Fig. 5.

S1PR2 activation is necessary for exploration-induced neurogenesis. (A) Schematic diagram showing the experiment design. shS1PR2 was injected into the dentate gyrus to manipulate expression of S1PR2. (B) Validation of the knockdown efficiency of shS1PR2: (Left) representative images; (Right) quantification of S1PR2 signal in GAD67⁺ cells (shS1PR2, n = 47; shCtrl, n = 55; *P < 0.05; unpaired t test). Typical analyzed infected and noninfected neurons are indicated by yellow and white arrowheads, respectively. Scale bar, 10 μm. (C) Heatmap showing firing rate (FR) of individual inhibitory (IN) units in HC and EE conditions after shS1PR2 (n = 70) or ShCtrl (n = 123) injection. Units were sorted by their average 30-min FR in the HC condition. (Lower) Average FR of all units in each condition.
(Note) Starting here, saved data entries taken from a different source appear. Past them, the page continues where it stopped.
use anyhow::{Context, Result};
use chrono::NaiveDate;
use clap::Parser;
use garmin_ido_sync::common::config::Config;
use garmin_ido_sync::runner::{self, RunReport};
use std::env;
use std::path::PathBuf;
use tracing::{info, warn};
use tracing_subscriber::EnvFilter;

/// Copy cycling activities from Garmin Connect to iDO Sport.
#[derive(Parser)]
#[command(version)]
struct Cli {
    /// Date to sync (YYYY-MM-DD). Defaults to today and yesterday.
    #[arg(short, long)]
    date: Option<NaiveDate>,

    /// dotenv-style file with credentials and settings
    #[arg(short, long, default_value = ".env")]
    config: PathBuf,

    /// Keep downloaded archives and FIT files here
    #[arg(long)]
    artifact_dir: Option<PathBuf>,
}

fn init_tracing() {
    let filter = EnvFilter::try_from_default_env().unwrap_or_else(|_| EnvFilter::new("info"));

    if env::var("LOG_FORMAT").is_ok_and(|format| format == "json") {
        tracing_subscriber::fmt()
            .json()
            .with_env_filter(filter)
            .with_target(false)
            .with_current_span(false)
            .init();
    } else {
        tracing_subscriber::fmt()
            .with_env_filter(filter)
            .with_target(false)
            .init();
    }
}

fn log_summary(report: &RunReport) {
    for result in &report.results {
        info!("{}", result);
        for failure in &result.failures {
            warn!(
                "  {} ({}): {} [{}]",
                failure.activity_name,
                failure.activity_id,
                failure.error,
                failure.error.kind()
            );
        }
    }
    for (date, e) in &report.skipped {
        warn!("{}: skipped, listing failed: {}", date, e);
    }
    info!(
        "Sync completed: {} found, {} uploaded, {} failed, {} dates skipped",
        report.found(),
        report.succeeded(),
        report.failed(),
        report.skipped.len()
    );
}

#[tokio::main]
async fn main() -> Result<()> {
    init_tracing();
    let cli = Cli::parse();

    let mut config = Config::load(&cli.config)
        .with_context(|| format!("failed to load config from {}", cli.config.display()))?;
    config.validate()?;
    if cli.artifact_dir.is_some() {
        config.artifact_dir = cli.artifact_dir;
    }

    let dates = match cli.date {
        Some(date) => vec![date],
        None => runner::default_dates(),
    };
    let listed = dates
        .iter()
        .map(NaiveDate::to_string)
        .collect::<Vec<_>>()
        .join(", ");
    info!("Syncing cycling activities for {}", listed);

    let report = runner::run(&config, &dates).await?;
    log_summary(&report);
    Ok(())
}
Dashed gray line is the average value in the HC condition. (D) Average FR of IN units in HC and EE conditions (*P < 0.05; one-way ANOVA). (E) Distribution of increase, no change, and decrease in FR of INs. (F) Heatmap showing FR of individual DGC units in HC and EE conditions after shS1PR2 (n = 95) or shCtrl (n = 104) injection. (G) Average FR of DGC units in HC and EE condition (n.s., P > 0.05; one-way ANOVA). (H) Distribution of increase, no change, and decrease in FR of DGCs.